* [TASK GOAL]: Within the listing that follows, state how many lines include the word "SqliteStore"; write only that number.
RECORDS SHOWN START
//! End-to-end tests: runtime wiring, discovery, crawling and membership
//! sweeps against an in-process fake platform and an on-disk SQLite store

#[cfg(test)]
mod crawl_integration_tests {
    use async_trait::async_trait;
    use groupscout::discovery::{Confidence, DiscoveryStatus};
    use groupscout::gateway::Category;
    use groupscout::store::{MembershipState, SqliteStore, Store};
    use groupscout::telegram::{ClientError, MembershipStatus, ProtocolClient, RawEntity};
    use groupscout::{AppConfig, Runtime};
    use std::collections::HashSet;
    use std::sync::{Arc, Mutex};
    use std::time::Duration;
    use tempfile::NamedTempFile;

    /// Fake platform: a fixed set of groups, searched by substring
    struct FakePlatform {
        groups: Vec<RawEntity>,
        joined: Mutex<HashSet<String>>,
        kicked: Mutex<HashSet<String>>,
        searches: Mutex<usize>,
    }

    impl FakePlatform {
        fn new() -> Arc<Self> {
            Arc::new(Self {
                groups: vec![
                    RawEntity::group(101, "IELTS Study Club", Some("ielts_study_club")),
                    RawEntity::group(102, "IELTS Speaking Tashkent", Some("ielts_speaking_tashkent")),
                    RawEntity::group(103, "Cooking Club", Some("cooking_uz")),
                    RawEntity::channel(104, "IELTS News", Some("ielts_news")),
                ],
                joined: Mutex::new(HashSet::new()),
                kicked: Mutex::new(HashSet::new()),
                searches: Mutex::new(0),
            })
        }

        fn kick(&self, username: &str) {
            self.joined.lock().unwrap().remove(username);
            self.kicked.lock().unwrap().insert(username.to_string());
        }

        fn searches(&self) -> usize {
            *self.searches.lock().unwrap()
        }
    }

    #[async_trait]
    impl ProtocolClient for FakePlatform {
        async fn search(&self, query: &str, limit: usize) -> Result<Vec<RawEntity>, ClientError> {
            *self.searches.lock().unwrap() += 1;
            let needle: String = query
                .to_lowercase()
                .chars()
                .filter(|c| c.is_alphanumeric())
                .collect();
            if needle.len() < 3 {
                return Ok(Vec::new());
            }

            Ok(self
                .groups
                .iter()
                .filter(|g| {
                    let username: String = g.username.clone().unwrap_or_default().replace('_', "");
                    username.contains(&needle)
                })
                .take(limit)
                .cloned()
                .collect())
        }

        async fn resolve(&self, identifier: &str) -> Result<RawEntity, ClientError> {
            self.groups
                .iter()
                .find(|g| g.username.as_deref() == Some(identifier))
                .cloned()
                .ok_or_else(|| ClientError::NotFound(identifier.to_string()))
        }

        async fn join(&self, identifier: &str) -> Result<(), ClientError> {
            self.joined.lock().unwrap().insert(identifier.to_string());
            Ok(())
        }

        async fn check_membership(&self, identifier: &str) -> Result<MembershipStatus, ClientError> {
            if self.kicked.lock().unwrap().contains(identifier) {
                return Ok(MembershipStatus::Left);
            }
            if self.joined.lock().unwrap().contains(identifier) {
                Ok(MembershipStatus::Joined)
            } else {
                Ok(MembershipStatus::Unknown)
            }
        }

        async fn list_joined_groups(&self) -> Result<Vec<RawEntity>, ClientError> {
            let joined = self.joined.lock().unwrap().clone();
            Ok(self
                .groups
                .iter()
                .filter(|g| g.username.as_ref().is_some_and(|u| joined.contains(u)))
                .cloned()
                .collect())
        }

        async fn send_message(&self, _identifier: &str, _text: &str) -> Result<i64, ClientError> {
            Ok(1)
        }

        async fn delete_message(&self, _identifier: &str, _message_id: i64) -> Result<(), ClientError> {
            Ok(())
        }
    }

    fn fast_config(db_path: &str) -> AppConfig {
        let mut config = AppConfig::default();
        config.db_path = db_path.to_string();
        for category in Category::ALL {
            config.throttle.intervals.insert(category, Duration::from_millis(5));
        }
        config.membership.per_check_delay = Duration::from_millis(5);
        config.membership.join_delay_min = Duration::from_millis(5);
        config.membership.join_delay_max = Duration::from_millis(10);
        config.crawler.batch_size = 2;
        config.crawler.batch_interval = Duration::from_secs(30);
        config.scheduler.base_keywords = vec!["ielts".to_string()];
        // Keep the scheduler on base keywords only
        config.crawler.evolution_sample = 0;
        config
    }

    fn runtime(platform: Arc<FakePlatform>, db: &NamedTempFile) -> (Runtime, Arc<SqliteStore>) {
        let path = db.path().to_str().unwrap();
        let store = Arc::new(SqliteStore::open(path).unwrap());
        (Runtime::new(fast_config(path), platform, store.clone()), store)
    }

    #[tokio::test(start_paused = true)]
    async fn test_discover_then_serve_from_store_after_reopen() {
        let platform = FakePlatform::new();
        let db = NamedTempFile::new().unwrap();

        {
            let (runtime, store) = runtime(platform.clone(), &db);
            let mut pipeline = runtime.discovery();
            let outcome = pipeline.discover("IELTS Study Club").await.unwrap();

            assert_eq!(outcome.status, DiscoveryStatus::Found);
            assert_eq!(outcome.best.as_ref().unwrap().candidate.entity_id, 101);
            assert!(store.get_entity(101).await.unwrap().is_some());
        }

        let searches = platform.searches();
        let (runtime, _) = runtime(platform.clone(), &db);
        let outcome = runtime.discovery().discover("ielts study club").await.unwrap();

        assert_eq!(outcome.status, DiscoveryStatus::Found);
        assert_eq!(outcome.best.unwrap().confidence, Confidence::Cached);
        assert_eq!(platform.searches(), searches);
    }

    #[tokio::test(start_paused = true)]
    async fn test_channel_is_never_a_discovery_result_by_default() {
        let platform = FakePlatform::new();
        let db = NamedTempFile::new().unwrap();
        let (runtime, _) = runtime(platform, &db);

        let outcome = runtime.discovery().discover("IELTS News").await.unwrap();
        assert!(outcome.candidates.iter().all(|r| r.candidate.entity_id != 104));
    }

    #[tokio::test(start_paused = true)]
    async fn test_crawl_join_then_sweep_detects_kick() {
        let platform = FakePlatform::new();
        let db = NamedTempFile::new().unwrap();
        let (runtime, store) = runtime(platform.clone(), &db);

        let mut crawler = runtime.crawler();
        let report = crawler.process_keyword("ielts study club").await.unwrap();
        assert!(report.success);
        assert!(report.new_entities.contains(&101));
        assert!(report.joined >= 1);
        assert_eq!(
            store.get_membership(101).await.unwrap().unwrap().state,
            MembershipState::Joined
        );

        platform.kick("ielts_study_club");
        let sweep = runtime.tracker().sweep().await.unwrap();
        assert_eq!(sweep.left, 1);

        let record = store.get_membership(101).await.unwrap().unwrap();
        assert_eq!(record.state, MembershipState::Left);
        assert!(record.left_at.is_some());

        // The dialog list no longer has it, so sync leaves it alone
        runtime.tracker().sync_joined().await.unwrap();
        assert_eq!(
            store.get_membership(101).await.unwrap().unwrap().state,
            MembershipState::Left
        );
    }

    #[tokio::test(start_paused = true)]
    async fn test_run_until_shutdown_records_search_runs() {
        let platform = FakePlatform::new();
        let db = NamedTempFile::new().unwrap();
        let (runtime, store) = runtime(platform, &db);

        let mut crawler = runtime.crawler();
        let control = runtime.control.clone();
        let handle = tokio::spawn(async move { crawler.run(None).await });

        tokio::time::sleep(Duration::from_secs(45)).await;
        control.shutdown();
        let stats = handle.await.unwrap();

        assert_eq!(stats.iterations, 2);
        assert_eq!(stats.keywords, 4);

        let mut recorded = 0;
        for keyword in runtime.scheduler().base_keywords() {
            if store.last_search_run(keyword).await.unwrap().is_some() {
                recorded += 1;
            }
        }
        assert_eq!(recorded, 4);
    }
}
RECORDS SHOWN END
RECORDS SHOWN START
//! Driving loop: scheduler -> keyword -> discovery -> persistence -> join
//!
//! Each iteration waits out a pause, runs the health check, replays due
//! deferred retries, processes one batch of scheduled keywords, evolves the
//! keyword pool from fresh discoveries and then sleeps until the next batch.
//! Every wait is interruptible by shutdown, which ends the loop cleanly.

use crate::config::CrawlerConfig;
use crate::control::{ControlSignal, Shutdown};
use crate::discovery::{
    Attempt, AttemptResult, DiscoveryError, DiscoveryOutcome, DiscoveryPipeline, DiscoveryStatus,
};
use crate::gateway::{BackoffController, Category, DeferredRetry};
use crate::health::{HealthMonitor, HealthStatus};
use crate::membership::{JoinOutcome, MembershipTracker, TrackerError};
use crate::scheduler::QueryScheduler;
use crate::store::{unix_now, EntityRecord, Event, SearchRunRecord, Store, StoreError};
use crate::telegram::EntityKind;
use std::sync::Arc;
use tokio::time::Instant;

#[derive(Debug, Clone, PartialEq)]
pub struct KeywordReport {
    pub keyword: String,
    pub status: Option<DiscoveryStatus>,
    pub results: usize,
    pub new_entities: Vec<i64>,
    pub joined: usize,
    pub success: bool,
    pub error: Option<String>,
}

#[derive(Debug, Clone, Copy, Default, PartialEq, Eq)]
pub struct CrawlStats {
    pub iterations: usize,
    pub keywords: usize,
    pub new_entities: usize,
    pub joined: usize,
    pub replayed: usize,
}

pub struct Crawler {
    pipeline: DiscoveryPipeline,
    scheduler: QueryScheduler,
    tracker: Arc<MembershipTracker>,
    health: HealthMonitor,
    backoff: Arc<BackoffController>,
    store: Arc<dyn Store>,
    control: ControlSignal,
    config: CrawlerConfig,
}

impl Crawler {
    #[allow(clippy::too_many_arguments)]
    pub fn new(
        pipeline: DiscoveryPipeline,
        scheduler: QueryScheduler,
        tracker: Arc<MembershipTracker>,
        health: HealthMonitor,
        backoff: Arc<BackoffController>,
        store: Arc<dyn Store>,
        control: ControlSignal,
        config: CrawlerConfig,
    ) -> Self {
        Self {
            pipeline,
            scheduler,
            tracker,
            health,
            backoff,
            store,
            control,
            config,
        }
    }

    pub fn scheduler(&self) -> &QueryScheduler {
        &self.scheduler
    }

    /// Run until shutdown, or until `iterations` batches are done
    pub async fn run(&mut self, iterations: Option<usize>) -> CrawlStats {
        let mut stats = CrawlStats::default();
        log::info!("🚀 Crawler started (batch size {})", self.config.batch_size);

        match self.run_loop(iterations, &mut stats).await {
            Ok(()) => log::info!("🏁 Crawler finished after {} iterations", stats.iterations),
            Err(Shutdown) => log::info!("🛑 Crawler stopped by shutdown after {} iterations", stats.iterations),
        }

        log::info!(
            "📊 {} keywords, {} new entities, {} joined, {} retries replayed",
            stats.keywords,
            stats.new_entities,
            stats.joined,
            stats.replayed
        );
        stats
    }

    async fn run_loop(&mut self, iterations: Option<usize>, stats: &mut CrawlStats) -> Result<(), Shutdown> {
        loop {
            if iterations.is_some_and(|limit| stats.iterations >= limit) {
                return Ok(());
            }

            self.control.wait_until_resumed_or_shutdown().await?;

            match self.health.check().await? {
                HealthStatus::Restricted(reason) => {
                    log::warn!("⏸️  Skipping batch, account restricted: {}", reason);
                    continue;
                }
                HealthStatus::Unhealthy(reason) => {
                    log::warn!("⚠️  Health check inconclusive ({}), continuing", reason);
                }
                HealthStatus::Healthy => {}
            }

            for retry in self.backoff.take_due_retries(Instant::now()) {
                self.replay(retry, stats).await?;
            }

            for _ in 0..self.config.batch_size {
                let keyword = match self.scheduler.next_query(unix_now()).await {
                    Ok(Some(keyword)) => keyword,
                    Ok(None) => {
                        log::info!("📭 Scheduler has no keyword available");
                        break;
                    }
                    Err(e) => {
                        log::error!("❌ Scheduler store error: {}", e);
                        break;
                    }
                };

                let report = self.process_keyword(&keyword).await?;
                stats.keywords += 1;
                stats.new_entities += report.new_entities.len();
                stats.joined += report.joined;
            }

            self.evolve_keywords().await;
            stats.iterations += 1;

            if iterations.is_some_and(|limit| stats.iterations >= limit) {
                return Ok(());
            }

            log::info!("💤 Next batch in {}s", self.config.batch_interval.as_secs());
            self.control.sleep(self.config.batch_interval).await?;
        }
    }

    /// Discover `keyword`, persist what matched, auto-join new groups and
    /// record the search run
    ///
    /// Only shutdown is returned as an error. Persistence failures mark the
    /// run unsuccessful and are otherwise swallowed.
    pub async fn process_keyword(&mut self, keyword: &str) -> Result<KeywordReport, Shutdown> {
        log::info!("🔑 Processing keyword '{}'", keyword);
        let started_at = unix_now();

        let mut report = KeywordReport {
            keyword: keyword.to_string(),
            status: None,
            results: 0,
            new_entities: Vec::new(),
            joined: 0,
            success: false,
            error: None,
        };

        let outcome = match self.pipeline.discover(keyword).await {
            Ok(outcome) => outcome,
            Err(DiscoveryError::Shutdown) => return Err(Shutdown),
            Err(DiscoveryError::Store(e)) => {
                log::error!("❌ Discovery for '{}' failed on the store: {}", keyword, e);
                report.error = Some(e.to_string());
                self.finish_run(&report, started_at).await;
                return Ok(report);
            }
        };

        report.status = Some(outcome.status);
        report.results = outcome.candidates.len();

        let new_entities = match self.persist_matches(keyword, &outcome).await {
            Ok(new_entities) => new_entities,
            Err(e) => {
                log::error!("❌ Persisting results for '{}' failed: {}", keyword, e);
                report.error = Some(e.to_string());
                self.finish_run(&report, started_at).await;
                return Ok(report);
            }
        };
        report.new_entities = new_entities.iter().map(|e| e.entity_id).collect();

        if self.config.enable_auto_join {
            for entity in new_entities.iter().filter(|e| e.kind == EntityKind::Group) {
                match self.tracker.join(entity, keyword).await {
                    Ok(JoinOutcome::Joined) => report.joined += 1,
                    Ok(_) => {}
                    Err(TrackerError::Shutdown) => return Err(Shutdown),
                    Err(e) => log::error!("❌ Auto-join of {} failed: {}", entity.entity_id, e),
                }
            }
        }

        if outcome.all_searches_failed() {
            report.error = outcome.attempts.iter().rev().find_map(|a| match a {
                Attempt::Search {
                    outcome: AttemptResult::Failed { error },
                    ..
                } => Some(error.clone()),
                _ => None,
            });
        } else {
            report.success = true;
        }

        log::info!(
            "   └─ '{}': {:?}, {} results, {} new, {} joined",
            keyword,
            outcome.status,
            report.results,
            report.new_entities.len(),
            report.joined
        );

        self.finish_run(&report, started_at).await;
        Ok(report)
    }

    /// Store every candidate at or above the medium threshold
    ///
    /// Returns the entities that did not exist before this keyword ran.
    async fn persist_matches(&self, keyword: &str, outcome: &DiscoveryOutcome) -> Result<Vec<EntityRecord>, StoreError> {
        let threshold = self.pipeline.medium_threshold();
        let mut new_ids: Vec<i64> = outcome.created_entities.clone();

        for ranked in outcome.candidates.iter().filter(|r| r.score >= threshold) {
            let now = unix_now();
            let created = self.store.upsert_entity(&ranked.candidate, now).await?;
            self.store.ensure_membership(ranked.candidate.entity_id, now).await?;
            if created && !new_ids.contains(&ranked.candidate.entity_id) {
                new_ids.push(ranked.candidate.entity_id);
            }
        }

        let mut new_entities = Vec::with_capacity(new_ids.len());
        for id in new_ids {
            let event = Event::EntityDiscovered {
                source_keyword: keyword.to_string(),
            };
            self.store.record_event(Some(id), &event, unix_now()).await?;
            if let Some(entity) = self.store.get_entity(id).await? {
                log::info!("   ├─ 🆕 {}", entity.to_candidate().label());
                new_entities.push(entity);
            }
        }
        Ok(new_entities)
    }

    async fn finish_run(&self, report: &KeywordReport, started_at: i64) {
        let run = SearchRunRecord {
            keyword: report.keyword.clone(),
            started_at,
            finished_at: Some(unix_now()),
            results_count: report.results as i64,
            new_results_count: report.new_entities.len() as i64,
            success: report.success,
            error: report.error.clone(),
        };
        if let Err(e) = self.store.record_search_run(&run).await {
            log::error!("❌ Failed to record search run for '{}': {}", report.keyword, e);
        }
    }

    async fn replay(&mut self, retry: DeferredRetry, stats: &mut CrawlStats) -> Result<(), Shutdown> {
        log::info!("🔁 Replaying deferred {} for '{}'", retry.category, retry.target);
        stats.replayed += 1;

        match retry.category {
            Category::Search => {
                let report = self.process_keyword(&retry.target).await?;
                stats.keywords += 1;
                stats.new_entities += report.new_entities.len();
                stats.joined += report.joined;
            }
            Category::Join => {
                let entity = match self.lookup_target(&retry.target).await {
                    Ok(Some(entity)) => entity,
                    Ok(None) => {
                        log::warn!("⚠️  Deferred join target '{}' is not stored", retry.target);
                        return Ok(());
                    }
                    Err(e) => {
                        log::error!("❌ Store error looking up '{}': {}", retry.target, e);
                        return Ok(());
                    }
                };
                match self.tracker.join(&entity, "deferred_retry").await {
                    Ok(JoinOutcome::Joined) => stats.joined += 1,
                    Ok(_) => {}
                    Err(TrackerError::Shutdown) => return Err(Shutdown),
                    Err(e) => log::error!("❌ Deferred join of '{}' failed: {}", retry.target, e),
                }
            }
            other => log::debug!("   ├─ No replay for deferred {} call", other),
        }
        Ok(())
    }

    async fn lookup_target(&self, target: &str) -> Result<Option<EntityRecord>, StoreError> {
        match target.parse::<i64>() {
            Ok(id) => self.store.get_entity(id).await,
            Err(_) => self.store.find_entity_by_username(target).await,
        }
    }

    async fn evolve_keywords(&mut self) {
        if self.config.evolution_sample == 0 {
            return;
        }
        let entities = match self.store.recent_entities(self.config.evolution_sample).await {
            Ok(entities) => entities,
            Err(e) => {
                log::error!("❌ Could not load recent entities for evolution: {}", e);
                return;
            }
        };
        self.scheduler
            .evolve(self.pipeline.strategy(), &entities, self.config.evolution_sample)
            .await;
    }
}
RECORDS SHOWN END
* [WRITTEN RESPONSE]: 3